**Task:**
Each entry here needs to be given again exactly.

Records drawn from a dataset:
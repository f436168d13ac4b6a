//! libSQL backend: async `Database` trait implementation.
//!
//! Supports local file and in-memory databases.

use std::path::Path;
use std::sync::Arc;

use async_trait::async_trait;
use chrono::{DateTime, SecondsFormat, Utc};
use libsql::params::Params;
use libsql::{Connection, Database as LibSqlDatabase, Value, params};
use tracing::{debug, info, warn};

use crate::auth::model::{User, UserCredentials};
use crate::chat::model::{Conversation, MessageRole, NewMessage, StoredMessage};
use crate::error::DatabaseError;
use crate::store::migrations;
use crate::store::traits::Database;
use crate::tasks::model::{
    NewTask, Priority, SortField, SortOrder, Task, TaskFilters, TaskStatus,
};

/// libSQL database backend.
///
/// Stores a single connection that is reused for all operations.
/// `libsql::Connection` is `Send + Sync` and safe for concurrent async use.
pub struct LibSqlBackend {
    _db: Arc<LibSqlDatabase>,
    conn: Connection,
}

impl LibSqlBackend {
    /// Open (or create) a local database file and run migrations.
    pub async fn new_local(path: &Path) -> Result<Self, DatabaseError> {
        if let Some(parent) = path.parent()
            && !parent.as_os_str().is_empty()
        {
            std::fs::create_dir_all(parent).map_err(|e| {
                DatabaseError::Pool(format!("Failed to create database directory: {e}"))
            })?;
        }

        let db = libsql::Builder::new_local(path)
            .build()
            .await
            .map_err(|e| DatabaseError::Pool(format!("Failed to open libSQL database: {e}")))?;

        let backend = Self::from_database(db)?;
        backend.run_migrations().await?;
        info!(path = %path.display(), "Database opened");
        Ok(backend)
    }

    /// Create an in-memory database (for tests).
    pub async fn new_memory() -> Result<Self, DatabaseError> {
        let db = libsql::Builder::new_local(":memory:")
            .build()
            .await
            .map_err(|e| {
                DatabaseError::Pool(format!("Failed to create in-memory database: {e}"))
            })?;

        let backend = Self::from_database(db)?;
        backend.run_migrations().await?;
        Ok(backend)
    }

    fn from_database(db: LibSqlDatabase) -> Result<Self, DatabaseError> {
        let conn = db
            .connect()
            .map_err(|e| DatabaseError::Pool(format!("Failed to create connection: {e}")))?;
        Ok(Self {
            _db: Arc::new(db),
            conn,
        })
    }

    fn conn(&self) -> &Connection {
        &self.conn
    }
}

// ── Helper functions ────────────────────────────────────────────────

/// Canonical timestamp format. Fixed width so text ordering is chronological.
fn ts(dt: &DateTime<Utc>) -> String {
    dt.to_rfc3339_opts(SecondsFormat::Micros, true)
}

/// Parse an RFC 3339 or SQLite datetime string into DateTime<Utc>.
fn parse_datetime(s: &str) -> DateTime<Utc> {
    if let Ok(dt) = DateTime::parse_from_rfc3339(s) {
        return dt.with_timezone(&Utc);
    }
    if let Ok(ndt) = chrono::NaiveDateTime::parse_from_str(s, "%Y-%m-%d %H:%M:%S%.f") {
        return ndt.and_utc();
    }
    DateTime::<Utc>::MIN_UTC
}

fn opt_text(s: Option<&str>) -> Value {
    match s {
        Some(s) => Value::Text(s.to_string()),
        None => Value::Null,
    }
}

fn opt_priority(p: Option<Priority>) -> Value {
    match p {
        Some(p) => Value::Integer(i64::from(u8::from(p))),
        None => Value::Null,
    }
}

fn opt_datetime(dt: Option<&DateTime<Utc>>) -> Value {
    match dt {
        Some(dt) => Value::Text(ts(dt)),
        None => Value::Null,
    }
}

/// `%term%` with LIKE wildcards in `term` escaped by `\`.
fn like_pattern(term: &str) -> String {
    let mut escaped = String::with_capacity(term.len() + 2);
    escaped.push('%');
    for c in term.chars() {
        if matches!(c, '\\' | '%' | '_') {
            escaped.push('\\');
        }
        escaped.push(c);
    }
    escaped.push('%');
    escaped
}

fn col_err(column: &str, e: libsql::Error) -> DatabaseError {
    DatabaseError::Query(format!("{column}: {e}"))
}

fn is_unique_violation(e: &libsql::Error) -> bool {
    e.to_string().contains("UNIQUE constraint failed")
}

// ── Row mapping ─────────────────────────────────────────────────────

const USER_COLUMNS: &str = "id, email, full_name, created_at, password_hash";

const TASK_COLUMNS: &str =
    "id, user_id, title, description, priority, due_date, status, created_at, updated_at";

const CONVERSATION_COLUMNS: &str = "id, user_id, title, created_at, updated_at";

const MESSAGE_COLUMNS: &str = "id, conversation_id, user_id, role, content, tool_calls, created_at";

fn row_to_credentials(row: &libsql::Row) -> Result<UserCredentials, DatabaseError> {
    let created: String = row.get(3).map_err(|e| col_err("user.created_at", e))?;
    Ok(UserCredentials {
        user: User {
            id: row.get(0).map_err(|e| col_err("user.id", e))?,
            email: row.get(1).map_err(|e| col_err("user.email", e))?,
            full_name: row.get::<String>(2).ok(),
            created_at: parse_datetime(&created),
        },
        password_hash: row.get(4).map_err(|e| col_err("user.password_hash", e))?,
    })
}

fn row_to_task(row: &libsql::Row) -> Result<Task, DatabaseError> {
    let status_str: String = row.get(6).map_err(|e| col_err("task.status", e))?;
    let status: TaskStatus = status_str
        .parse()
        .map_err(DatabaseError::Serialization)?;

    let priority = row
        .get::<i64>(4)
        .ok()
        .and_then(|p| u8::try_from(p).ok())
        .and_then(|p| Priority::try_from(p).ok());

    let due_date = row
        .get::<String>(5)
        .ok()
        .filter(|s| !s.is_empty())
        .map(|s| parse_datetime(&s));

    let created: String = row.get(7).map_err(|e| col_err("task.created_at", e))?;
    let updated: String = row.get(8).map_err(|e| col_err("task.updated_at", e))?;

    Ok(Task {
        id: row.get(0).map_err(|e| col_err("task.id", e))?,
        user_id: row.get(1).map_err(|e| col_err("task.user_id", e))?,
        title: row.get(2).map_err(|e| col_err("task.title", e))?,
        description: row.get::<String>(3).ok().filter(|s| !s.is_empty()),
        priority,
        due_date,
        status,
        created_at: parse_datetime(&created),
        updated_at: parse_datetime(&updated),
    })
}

**Result below:**
repository f436168d13ac4b6a
//! libSQL backend: async `Database` trait implementation.
//!
//! Supports local file and in-memory databases.

use std::path::Path;
use std::sync::Arc;

use async_trait::async_trait;
use chrono::{DateTime, SecondsFormat, Utc};
use libsql::params::Params;
use libsql::{Connection, Database as LibSqlDatabase, Value, params};
use tracing::{debug, info, warn};

use crate::auth::model::{User, UserCredentials};
use crate::chat::model::{Conversation, MessageRole, NewMessage, StoredMessage};
use crate::error::DatabaseError;
use crate::store::migrations;
use crate::store::traits::Database;
use crate::tasks::model::{
    NewTask, Priority, SortField, SortOrder, Task, TaskFilters, TaskStatus,
};

/// libSQL database backend.
///
/// Stores a single connection that is reused for all operations.
/// `libsql::Connection` is `Send + Sync` and safe for concurrent async use.
pub struct LibSqlBackend {
    _db: Arc<LibSqlDatabase>,
    conn: Connection,
}

impl LibSqlBackend {
    /// Open (or create) a local database file and run migrations.
    pub async fn new_local(path: &Path) -> Result<Self, DatabaseError> {
        if let Some(parent) = path.parent()
            && !parent.as_os_str().is_empty()
        {
            std::fs::create_dir_all(parent).map_err(|e| {
                DatabaseError::Pool(format!("Failed to create database directory: {e}"))
            })?;
        }

        let db = libsql::Builder::new_local(path)
            .build()
            .await
            .map_err(|e| DatabaseError::Pool(format!("Failed to open libSQL database: {e}")))?;

        let backend = Self::from_database(db)?;
        backend.run_migrations().await?;
        info!(path = %path.display(), "Database opened");
        Ok(backend)
    }

    /// Create an in-memory database (for tests).
    pub async fn new_memory() -> Result<Self, DatabaseError> {
        let db = libsql::Builder::new_local(":memory:")
            .build()
            .await
            .map_err(|e| {
                DatabaseError::Pool(format!("Failed to create in-memory database: {e}"))
            })?;

        let backend = Self::from_database(db)?;
        backend.run_migrations().await?;
        Ok(backend)
    }

    fn from_database(db: LibSqlDatabase) -> Result<Self, DatabaseError> {
        let conn = db
            .connect()
            .map_err(|e| DatabaseError::Pool(format!("Failed to create connection: {e}")))?;
        Ok(Self {
            _db: Arc::new(db),
            conn,
        })
    }

    fn conn(&self) -> &Connection {
        &self.conn
    }
}

// ── Helper functions ────────────────────────────────────────────────

/// Canonical timestamp format. Fixed width so text ordering is chronological.
fn ts(dt: &DateTime<Utc>) -> String {
    dt.to_rfc3339_opts(SecondsFormat::Micros, true)
}

/// Parse an RFC 3339 or SQLite datetime string into DateTime<Utc>.
fn parse_datetime(s: &str) -> DateTime<Utc> {
    if let Ok(dt) = DateTime::parse_from_rfc3339(s) {
        return dt.with_timezone(&Utc);
    }
    if let Ok(ndt) = chrono::NaiveDateTime::parse_from_str(s, "%Y-%m-%d %H:%M:%S%.f") {
        return ndt.and_utc();
    }
    DateTime::<Utc>::MIN_UTC
}

fn opt_text(s: Option<&str>) -> Value {
    match s {
        Some(s) => Value::Text(s.to_string()),
        None => Value::Null,
    }
}

fn opt_priority(p: Option<Priority>) -> Value {
    match p {
        Some(p) => Value::Integer(i64::from(u8::from(p))),
        None => Value::Null,
    }
}

fn opt_datetime(dt: Option<&DateTime<Utc>>) -> Value {
    match dt {
        Some(dt) => Value::Text(ts(dt)),
        None => Value::Null,
    }
}

/// `%term%` with LIKE wildcards in `term` escaped by `\`.
fn like_pattern(term: &str) -> String {
    let mut escaped = String::with_capacity(term.len() + 2);
    escaped.push('%');
    for c in term.chars() {
        if matches!(c, '\\' | '%' | '_') {
            escaped.push('\\');
        }
        escaped.push(c);
    }
    escaped.push('%');
    escaped
}

fn col_err(column: &str, e: libsql::Error) -> DatabaseError {
    DatabaseError::Query(format!("{column}: {e}"))
}

fn is_unique_violation(e: &libsql::Error) -> bool {
    e.to_string().contains("UNIQUE constraint failed")
}

// ── Row mapping ─────────────────────────────────────────────────────

const USER_COLUMNS: &str = "id, email, full_name, created_at, password_hash";

const TASK_COLUMNS: &str =
    "id, user_id, title, description, priority, due_date, status, created_at, updated_at";

const CONVERSATION_COLUMNS: &str = "id, user_id, title, created_at, updated_at";

const MESSAGE_COLUMNS: &str = "id, conversation_id, user_id, role, content, tool_calls, created_at";

fn row_to_credentials(row: &libsql::Row) -> Result<UserCredentials, DatabaseError> {
    let created: String = row.get(3).map_err(|e| col_err("user.created_at", e))?;
    Ok(UserCredentials {
        user: User {
            id: row.get(0).map_err(|e| col_err("user.id", e))?,
            email: row.get(1).map_err(|e| col_err("user.email", e))?,
            full_name: row.get::<String>(2).ok(),
            created_at: parse_datetime(&created),
        },
        password_hash: row.get(4).map_err(|e| col_err("user.password_hash", e))?,
    })
}

fn row_to_task(row: &libsql::Row) -> Result<Task, DatabaseError> {
    let status_str: String = row.get(6).map_err(|e| col_err("task.status", e))?;
    let status: TaskStatus = status_str
        .parse()
        .map_err(DatabaseError::Serialization)?;

    let priority = row
        .get::<i64>(4)
        .ok()
        .and_then(|p| u8::try_from(p).ok())
        .and_then(|p| Priority::try_from(p).ok());

    let due_date = row
        .get::<String>(5)
        .ok()
        .filter(|s| !s.is_empty())
        .map(|s| parse_datetime(&s));

    let created: String = row.get(7).map_err(|e| col_err("task.created_at", e))?;
    let updated: String = row.get(8).map_err(|e| col_err("task.updated_at", e))?;

    Ok(Task {
        id: row.get(0).map_err(|e| col_err("task.id", e))?,
        user_id: row.get(1).map_err(|e| col_err("task.user_id", e))?,
        title: row.get(2).map_err(|e| col_err("task.title", e))?,
        description: row.get::<String>(3).ok().filter(|s| !s.is_empty()),
        priority,
        due_date,
        status,
        created_at: parse_datetime(&created),
        updated_at: parse_datetime(&updated),
    })
}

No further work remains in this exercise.